# WHAT THIS TASK INVOLVES
Your job is to restate each entry word for word.

Stored items
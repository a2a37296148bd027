//! CLI tests for workspace lifecycle: init, validate, graph.
//!
//! Spawns the pipeline binary and verifies exit codes and output for valid
//! and invalid plans. Validation never touches the generator or the session,
//! so these tests need no backends at all.

use std::fs;
use std::path::Path;
use std::process::{Command, Output};

use pipeline::exit_codes;
use pipeline::io::paths::WorkspacePaths;
use pipeline::io::plan_store::{Plan, write_plan};
use pipeline::test_support::task;

const DATASET: &str = "id,text\n1,alpha\n2,beta\n";

fn pipeline_cmd(root: &Path, args: &[&str]) -> Output {
    Command::new(env!("CARGO_BIN_EXE_pipeline"))
        .current_dir(root)
        .args(args)
        .output()
        .expect("run pipeline binary")
}

fn init_with_dataset(root: &Path) -> WorkspacePaths {
    let output = pipeline_cmd(root, &["init"]);
    assert_eq!(output.status.code(), Some(exit_codes::OK));
    fs::create_dir_all(root.join("data")).expect("data dir");
    fs::write(root.join("data/dataset.csv"), DATASET).expect("dataset");
    WorkspacePaths::new(root)
}

#[test]
fn init_then_validate_reports_topological_order() {
    let temp = tempfile::tempdir().expect("tempdir");
    let paths = init_with_dataset(temp.path());
    write_plan(
        &paths.plan_path,
        &Plan {
            tasks: vec![
                task("rank", &["score"], &["rank"]),
                task("score", &["text"], &["score"]),
            ],
        },
    )
    .expect("plan");

    let output = pipeline_cmd(temp.path(), &["validate"]);
    assert_eq!(output.status.code(), Some(exit_codes::OK));
    let stdout = String::from_utf8_lossy(&output.stdout);
    assert!(stdout.contains("2 tasks"), "stdout: {stdout}");
    assert!(stdout.contains("score rank"), "stdout: {stdout}");
}

#[test]
fn validate_names_unresolved_input_without_executing() {
    let temp = tempfile::tempdir().expect("tempdir");
    let paths = init_with_dataset(temp.path());
    write_plan(
        &paths.plan_path,
        &Plan {
            tasks: vec![task("a", &["nonexistent_col"], &["x"])],
        },
    )
    .expect("plan");

    let output = pipeline_cmd(temp.path(), &["validate"]);
    assert_eq!(output.status.code(), Some(exit_codes::INVALID));
    let stderr = String::from_utf8_lossy(&output.stderr);
    assert!(stderr.contains("nonexistent_col"), "stderr: {stderr}");
    // Nothing ran: no run directory was allocated.
    assert!(fs::read_dir(&paths.runs_dir).expect("runs dir").next().is_none());
}

#[test]
fn validate_rejects_cyclic_plans() {
    let temp = tempfile::tempdir().expect("tempdir");
    let paths = init_with_dataset(temp.path());
    write_plan(
        &paths.plan_path,
        &Plan {
            tasks: vec![task("a", &["b_out"], &["a_out"]), task("b", &["a_out"], &["b_out"])],
        },
    )
    .expect("plan");

    let output = pipeline_cmd(temp.path(), &["validate"]);
    assert_eq!(output.status.code(), Some(exit_codes::INVALID));
    let stderr = String::from_utf8_lossy(&output.stderr);
    assert!(stderr.contains("dependency cycle"), "stderr: {stderr}");
}

#[test]
fn graph_prints_tasks_with_their_dependents() {
    let temp = tempfile::tempdir().expect("tempdir");
    let paths = init_with_dataset(temp.path());
    write_plan(
        &paths.plan_path,
        &Plan {
            tasks: vec![
                task("score", &["text"], &["score"]),
                task("rank", &["score"], &["rank"]),
                task("band", &["score"], &["band"]),
            ],
        },
    )
    .expect("plan");

    let output = pipeline_cmd(temp.path(), &["graph"]);
    assert_eq!(output.status.code(), Some(exit_codes::OK));
    let stdout = String::from_utf8_lossy(&output.stdout);
    let lines: Vec<&str> = stdout.lines().collect();
    assert_eq!(lines[0], "score -> band, rank");
    assert!(lines.contains(&"rank"));
    assert!(lines.contains(&"band"));
}

#[test]
fn second_init_requires_force() {
    let temp = tempfile::tempdir().expect("tempdir");
    init_with_dataset(temp.path());

    let output = pipeline_cmd(temp.path(), &["init"]);
    assert_eq!(output.status.code(), Some(exit_codes::INVALID));
    let stderr = String::from_utf8_lossy(&output.stderr);
    assert!(stderr.contains("already exists"), "stderr: {stderr}");

    let output = pipeline_cmd(temp.path(), &["init", "--force"]);
    assert_eq!(output.status.code(), Some(exit_codes::OK));
}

# ANSWER TO THE PROBLEM
repository a2a37296148bd027
//! CLI tests for workspace lifecycle: init, validate, graph.
//!
//! Spawns the pipeline binary and verifies exit codes and output for valid
//! and invalid plans. Validation never touches the generator or the session,
//! so these tests need no backends at all.

use std::fs;
use std::path::Path;
use std::process::{Command, Output};

use pipeline::exit_codes;
use pipeline::io::paths::WorkspacePaths;
use pipeline::io::plan_store::{Plan, write_plan};
use pipeline::test_support::task;

const DATASET: &str = "id,text\n1,alpha\n2,beta\n";

fn pipeline_cmd(root: &Path, args: &[&str]) -> Output {
    Command::new(env!("CARGO_BIN_EXE_pipeline"))
        .current_dir(root)
        .args(args)
        .output()
        .expect("run pipeline binary")
}

fn init_with_dataset(root: &Path) -> WorkspacePaths {
    let output = pipeline_cmd(root, &["init"]);
    assert_eq!(output.status.code(), Some(exit_codes::OK));
    fs::create_dir_all(root.join("data")).expect("data dir");
    fs::write(root.join("data/dataset.csv"), DATASET).expect("dataset");
    WorkspacePaths::new(root)
}

#[test]
fn init_then_validate_reports_topological_order() {
    let temp = tempfile::tempdir().expect("tempdir");
    let paths = init_with_dataset(temp.path());
    write_plan(
        &paths.plan_path,
        &Plan {
            tasks: vec![
                task("rank", &["score"], &["rank"]),
                task("score", &["text"], &["score"]),
            ],
        },
    )
    .expect("plan");

    let output = pipeline_cmd(temp.path(), &["validate"]);
    assert_eq!(output.status.code(), Some(exit_codes::OK));
    let stdout = String::from_utf8_lossy(&output.stdout);
    assert!(stdout.contains("2 tasks"), "stdout: {stdout}");
    assert!(stdout.contains("score rank"), "stdout: {stdout}");
}

#[test]
fn validate_names_unresolved_input_without_executing() {
    let temp = tempfile::tempdir().expect("tempdir");
    let paths = init_with_dataset(temp.path());
    write_plan(
        &paths.plan_path,
        &Plan {
            tasks: vec![task("a", &["nonexistent_col"], &["x"])],
        },
    )
    .expect("plan");

    let output = pipeline_cmd(temp.path(), &["validate"]);
    assert_eq!(output.status.code(), Some(exit_codes::INVALID));
    let stderr = String::from_utf8_lossy(&output.stderr);
    assert!(stderr.contains("nonexistent_col"), "stderr: {stderr}");
    // Nothing ran: no run directory was allocated.
    assert!(fs::read_dir(&paths.runs_dir).expect("runs dir").next().is_none());
}

#[test]
fn validate_rejects_cyclic_plans() {
    let temp = tempfile::tempdir().expect("tempdir");
    let paths = init_with_dataset(temp.path());
    write_plan(
        &paths.plan_path,
        &Plan {
            tasks: vec![task("a", &["b_out"], &["a_out"]), task("b", &["a_out"], &["b_out"])],
        },
    )
    .expect("plan");

    let output = pipeline_cmd(temp.path(), &["validate"]);
    assert_eq!(output.status.code(), Some(exit_codes::INVALID));
    let stderr = String::from_utf8_lossy(&output.stderr);
    assert!(stderr.contains("dependency cycle"), "stderr: {stderr}");
}

#[test]
fn graph_prints_tasks_with_their_dependents() {
    let temp = tempfile::tempdir().expect("tempdir");
    let paths = init_with_dataset(temp.path());
    write_plan(
        &paths.plan_path,
        &Plan {
            tasks: vec![
                task("score", &["text"], &["score"]),
                task("rank", &["score"], &["rank"]),
                task("band", &["score"], &["band"]),
            ],
        },
    )
    .expect("plan");

    let output = pipeline_cmd(temp.path(), &["graph"]);
    assert_eq!(output.status.code(), Some(exit_codes::OK));
    let stdout = String::from_utf8_lossy(&output.stdout);
    let lines: Vec<&str> = stdout.lines().collect();
    assert_eq!(lines[0], "score -> band, rank");
    assert!(lines.contains(&"rank"));
    assert!(lines.contains(&"band"));
}

#[test]
fn second_init_requires_force() {
    let temp = tempfile::tempdir().expect("tempdir");
    init_with_dataset(temp.path());

    let output = pipeline_cmd(temp.path(), &["init"]);
    assert_eq!(output.status.code(), Some(exit_codes::INVALID));
    let stderr = String::from_utf8_lossy(&output.stderr);
    assert!(stderr.contains("already exists"), "stderr: {stderr}");

    let output = pipeline_cmd(temp.path(), &["init", "--force"]);
    assert_eq!(output.status.code(), Some(exit_codes::OK));
}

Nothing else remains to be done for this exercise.